When Everything Should Have Gone Wrong ... But Didn't
- May 8, 2017
- 2 min read
So here's a strange thing. I had a great race at USA Marathon MTB National Championships in Arkadelphia, AR. I was supposed to be racing the TMBRA Big Ring Challenge in Coldspring, TX until it got cancelled last week so the decision to race Marathon Nationals came too late to do any distance-specific training. I'm already into my cx training program and I didn't really want to disrupt it too much. So I just did it for fun and an endurance fitness check-in. 50+ miles. 4000ft of climbing. My finish time of 4:39:23 was way better than the 5 hours or more I expected it might take.

Here are a few of my takeaways from the race:
Honesty: I made a race plan that recognized my TRUE training fitness not my HOPED training fitness that I might have mentally created if I'd been training specifically for this race distance.
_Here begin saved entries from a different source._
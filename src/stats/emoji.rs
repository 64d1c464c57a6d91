//! Per-emoji usage tallies.

use std::collections::HashMap;

use crate::record::ParsedMessage;
use crate::stats::select;

/// Ranks emoji by occurrence count, keeping the top `top`.
///
/// Counting is per Unicode scalar: every character that is an emoji by
/// itself counts once per occurrence. Multi-codepoint sequences (ZWJ
/// families, flag pairs) therefore tally as their visible components
/// rather than as one glyph. Equal counts order by the emoji's scalar
/// value.
pub fn emoji_counts(
    records: &[ParsedMessage],
    user: Option<&str>,
    top: usize,
) -> Vec<(String, usize)> {
    let mut counts: HashMap<String, usize> = HashMap::new();
    let mut buf = [0u8; 4];

    for record in select(records, user) {
        for ch in record.message.chars() {
            if emojis::get(ch.encode_utf8(&mut buf)).is_some() {
                *counts.entry(ch.to_string()).or_insert(0) += 1;
            }
        }
    }

    let mut sorted: Vec<_> = counts.into_iter().collect();
    sorted.sort_by(|a, b| b.1.cmp(&a.1).then_with(|| a.0.cmp(&b.0)));
    sorted.truncate(top);
    sorted
}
Do what works for me: I adapted lessons from real life experiences of similar races and used what works for me. So I took my Ironman 70.3 (5.5-6hr races) nutrition, hydration and race day prep plan and adapted it, rather than trying to extend my cross-country MTB routine (1.5hr races) to a 5 hour race.
Ignore what everyone else is doing: They had trained, practiced and periodized for this race. I hadn't. What they were doing had no relevance to me.
Race my race, not their race: I put zero pressure on myself related to where I placed in my category. Sure, there were racers that I mentally had ideas of where I 'should' finish compared to them and I used them as motivation during the race but it wasn't part of my race approach. I can't affect how they race their races - only my own.
Leverage strengths, minimize weaknesses: Success was to complete the race in as fast a time as possible for ME. I'm a good climber and a strong finisher. I needed to maximize those aspects even in the longer race, while making sure I could attack sections where I often lose time (downhill fast sections). So I used my nutrition to give me extra focus and concentration on those downhill sections and relied on overall effort management and hydration to make sure I wasn't burned out, dehydrated or lacking electrolytes in the final quarter of the race. I found myself smiling on the last climbs (the infamous jeep trail) as I powered past plenty of fading racers although none turned out to be in my age group. I love that sensation of being relentless at the end of a race - having others looking over their shoulder and seeing me closing in fast. The race doesn't finish until the finish line. It's just as good to be fast at the end as fast at the start.